* WORK TASK *
Write out exactly the first lines of the listing, ending on the line that contains "use core::fmt;".

* GIVEN RECORDS *

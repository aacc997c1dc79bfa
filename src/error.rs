//! rust-sais
//!
//! # Licensing
//! This Source Code is subject to the terms of the Mozilla Public License
//! version 2.0 (the "License"). You can obtain a copy of the License at
//! <http://mozilla.org/MPL/2.0/>.

use core::fmt;

#[derive(Debug, Clone, Copy, PartialEq, Eq)]
pub enum SaisError {
    /// The symbol at `index` lies outside `[0, key_bound)`. `symbol` is
    /// `None` when the value does not fit in a `usize` at all.
    InvalidAlphabet {
        index: usize,
        symbol: Option<usize>,
        key_bound: usize,
    },
}

impl fmt::Display for SaisError {
    fn fmt(&self, f: &mut fmt::Formatter) -> fmt::Result {
        match *self {
            SaisError::InvalidAlphabet {
                index,
                symbol: Some(symbol),
                key_bound,
            } => write!(
                f,
                "{} at offset {}: symbol {} is not below the key bound {}",
                self.description_in(),
                index,
                symbol,
                key_bound
            ),
            SaisError::InvalidAlphabet {
                index, key_bound, ..
            } => write!(
                f,
                "{} at offset {}: negative or oversized symbol for key bound {}",
                self.description_in(),
                index,
                key_bound
            ),
        }
    }
}

#[cfg(feature = "std")]
impl ::std::error::Error for SaisError {}

impl SaisError {
    fn description_in(&self) -> &str {
        match *self {
            SaisError::InvalidAlphabet { .. } => "symbol outside of alphabet",
        }
    }
}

* RESULT OF THE EXERCISE *
repository aacc997c1dc79bfa
filename src/error.rs
//! rust-sais
//!
//! # Licensing
//! This Source Code is subject to the terms of the Mozilla Public License
//! version 2.0 (the "License"). You can obtain a copy of the License at
//! <http://mozilla.org/MPL/2.0/>.

use core::fmt;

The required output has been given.